A few weeks ago, I read a Salon.com interview with Laura Miller, a hip, young (childless) gal living in New York, who maintains a blog on tumblr called Too Big for Stroller. She posts surreptitiously-snapped pictures of children who she deems to be … well, too big for their strollers, along with funny (if snarky) comments.
The idea is that kids who are spilling out of their MacLarens should be walking, and that their gangly legs hanging over the restraining bars are illustrative of the epidemic of the overindulgent American parent. I don’t disagree with the basic premise. Seeing an 8-year-old in a stroller would probably make me elbow my husband and ask him why he didn’t bring my adult size umbroller. I can be as snide as the next guy.
But this part of the Salon interview rubbed me the wrong way (the italics are mine):
"I wrote a caption at one that said: 'When I have a kid, it will be strapped to me as an infant, and then walking, no middle ground.' You know, a joke. And someone commented: 'I said the same exact thing and I really meant it. But then my two-year-old started walking and she never walks in the same direction twice. The stroller is necessary.' The blog is all kidding around. I do think that at some point I will have a kid and I will push a stroller but there's still this impractical or immature side of me that thinks there's something fundamentally un-cool about strollers. I mean, you could be the world's best businesswoman, but when you're pushing a stroller it just screams: 'I'm a parent, this is all I am.' I get why strollers are around, I don't hate them, they're appropriate for babies and toddlers. I just think it's funny when kids who are way too big for them are in them."
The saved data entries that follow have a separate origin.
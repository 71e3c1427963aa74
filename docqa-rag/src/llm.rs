//! Chat model trait for text generation.

use async_trait::async_trait;

use crate::error::Result;

/// A language model that turns a prompt into text.
///
/// The pipeline sends a single user prompt and reads back the complete
/// response; streaming is not part of the contract.
#[async_trait]
pub trait ChatModel: Send + Sync {
    /// Name of the model, for logs.
    fn name(&self) -> &str;

    /// Generate a response to `prompt` at the given sampling temperature.
    async fn generate(&self, prompt: &str, temperature: f32) -> Result<String>;
}
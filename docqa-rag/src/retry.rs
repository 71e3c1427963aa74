//! Bounded retry with exponential backoff for network calls.

use std::future::Future;
use std::time::Duration;

use tracing::warn;

/// An error that can tell whether retrying the same call may succeed.
pub(crate) trait Transient {
    fn is_transient(&self) -> bool;
}

/// How many times, and how patiently, a failed network call is retried.
///
/// Only transient failures (timeouts, connection errors, rate limiting,
/// server errors) are retried. Anything else fails on the first attempt.
#[derive(Debug, Clone, Copy, PartialEq, Eq)]
pub struct RetryPolicy {
    /// Total attempts including the first one. `1` disables retries.
    pub max_attempts: u32,
    /// Delay before the second attempt; doubled for each further attempt.
    pub initial_backoff: Duration,
    /// Upper bound for a single delay.
    pub max_backoff: Duration,
}

impl Default for RetryPolicy {
    fn default() -> Self {
        Self {
            max_attempts: 3,
            initial_backoff: Duration::from_millis(500),
            max_backoff: Duration::from_secs(8),
        }
    }
}

impl RetryPolicy {
    /// A policy that never retries.
    pub fn none() -> Self {
        Self { max_attempts: 1, ..Self::default() }
    }

    /// A policy with `max_attempts` total attempts and default backoff.
    pub fn with_max_attempts(max_attempts: u32) -> Self {
        Self { max_attempts: max_attempts.max(1), ..Self::default() }
    }

    /// Delay before attempt number `attempt + 1` (1-based `attempt`).
    pub fn backoff(&self, attempt: u32) -> Duration {
        let factor = 2u32.saturating_pow(attempt.saturating_sub(1));
        self.initial_backoff.saturating_mul(factor).min(self.max_backoff)
    }

    /// Run `op`, retrying transient failures according to this policy.
    #[cfg_attr(
        not(any(feature = "openai", feature = "ollama", feature = "astra", feature = "web")),
        allow(dead_code)
    )]
    pub(crate) async fn run<T, E, F, Fut>(&self, operation: &str, mut op: F) -> Result<T, E>
    where
        E: Transient + std::fmt::Display,
        F: FnMut() -> Fut,
        Fut: Future<Output = Result<T, E>>,
    {
        let mut attempt = 1;
        loop {
            match op().await {
                Ok(value) => return Ok(value),
                Err(e) if e.is_transient() && attempt < self.max_attempts => {
                    let delay = self.backoff(attempt);
                    warn!(
                        operation,
                        attempt,
                        delay_ms = delay.as_millis() as u64,
                        error = %e,
                        "retrying"
                    );
                    tokio::time::sleep(delay).await;
                    attempt += 1;
                }
                Err(e) => return Err(e),
            }
        }
    }
}

#[cfg(test)]
mod tests {
    use std::sync::atomic::{AtomicU32, Ordering};

    use super::*;

    #[derive(Debug)]
    struct TestError {
        transient: bool,
    }

    impl std::fmt::Display for TestError {
        fn fmt(&self, f: &mut std::fmt::Formatter<'_>) -> std::fmt::Result {
            write!(f, "transient={}", self.transient)
        }
    }

    impl Transient for TestError {
        fn is_transient(&self) -> bool {
            self.transient
        }
    }

    #[test]
    fn backoff_doubles_and_caps() {
        let policy = RetryPolicy::default();
        assert_eq!(policy.backoff(1), Duration::from_millis(500));
        assert_eq!(policy.backoff(2), Duration::from_secs(1));
        assert_eq!(policy.backoff(10), Duration::from_secs(8));
    }

    #[tokio::test(start_paused = true)]
    async fn retries_transient_until_success() {
        let counter = AtomicU32::new(0);
        let calls = &counter;
        let result: Result<u32, TestError> = RetryPolicy::default()
            .run("test", move || async move {
                let n = calls.fetch_add(1, Ordering::SeqCst) + 1;
                if n < 3 { Err(TestError { transient: true }) } else { Ok(n) }
            })
            .await;
        assert_eq!(result.unwrap(), 3);
        assert_eq!(counter.load(Ordering::SeqCst), 3);
    }

    #[tokio::test(start_paused = true)]
    async fn gives_up_after_max_attempts() {
        let counter = AtomicU32::new(0);
        let calls = &counter;
        let result: Result<(), TestError> = RetryPolicy::with_max_attempts(2)
            .run("test", move || async move {
                calls.fetch_add(1, Ordering::SeqCst);
                Err(TestError { transient: true })
            })
            .await;
        assert!(result.is_err());
        assert_eq!(counter.load(Ordering::SeqCst), 2);
    }

    #[tokio::test]
    async fn permanent_failures_are_not_retried() {
        let counter = AtomicU32::new(0);
        let calls = &counter;
        let result: Result<(), TestError> = RetryPolicy::default()
            .run("test", move || async move {
                calls.fetch_add(1, Ordering::SeqCst);
                Err(TestError { transient: false })
            })
            .await;
        assert!(result.is_err());
        assert_eq!(counter.load(Ordering::SeqCst), 1);
    }
}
Maybe I'm hypersensitive thanks to my current stay-at-home-mom status, but implicit in that italicized sentence I read the following equations:
Businesswoman > Parent
World’s best businesswoman + parent = 0
Ms. Miller seems to say that being a parent is far below all life's other accomplishments and, what's more, that becoming a parent nullifies all the things that once made a person interesting. If I were to take her judgment personally, I’d have to add an equation along the lines of “Meg = Pathetic Nobody.” (But that's bonkers. I mean, have you met me?)
This past weekend, my mom and I were talking about my unplanned (though likely temporary) transition out of the traditional workplace and she asked me, "Do you ever feel unfulfilled? Like you're missing out on something?" I said immediately, "Absolutely not." She replied, "No, I never did either." And that makes perfect sense to me. In the 20-ish years that my mom stayed home with my four siblings and me, she was a seamstress, Girl Scout leader, musician, teacher, mentor, chef, nurse, gardener, artisan and about 40 other job titles. My dad, in addition to working a full-time job, was a coach, handyman, tutor, outdoorsman, athlete, groundskeeper and – again – dozens of other job titles. A statement as ridiculous as "I'm a parent, this is all I am" would never have crossed their minds. Those are the models I'm working with as I forge ahead in this parenting project, and they're complex, multi-faceted examples that can't be reduced by the mode of transportation I choose for my child.
So go ahead, childless hipster bloggers, and judge me as you will. In the meantime, I'll push my stroller, write, cook, bake, clean, read, sing, run, sew and do all the other things I can think of to make myself a better, more well-rounded mom. And if you ask me what I do, I'll be happy to smile and say, "I'm a parent. This is all I am."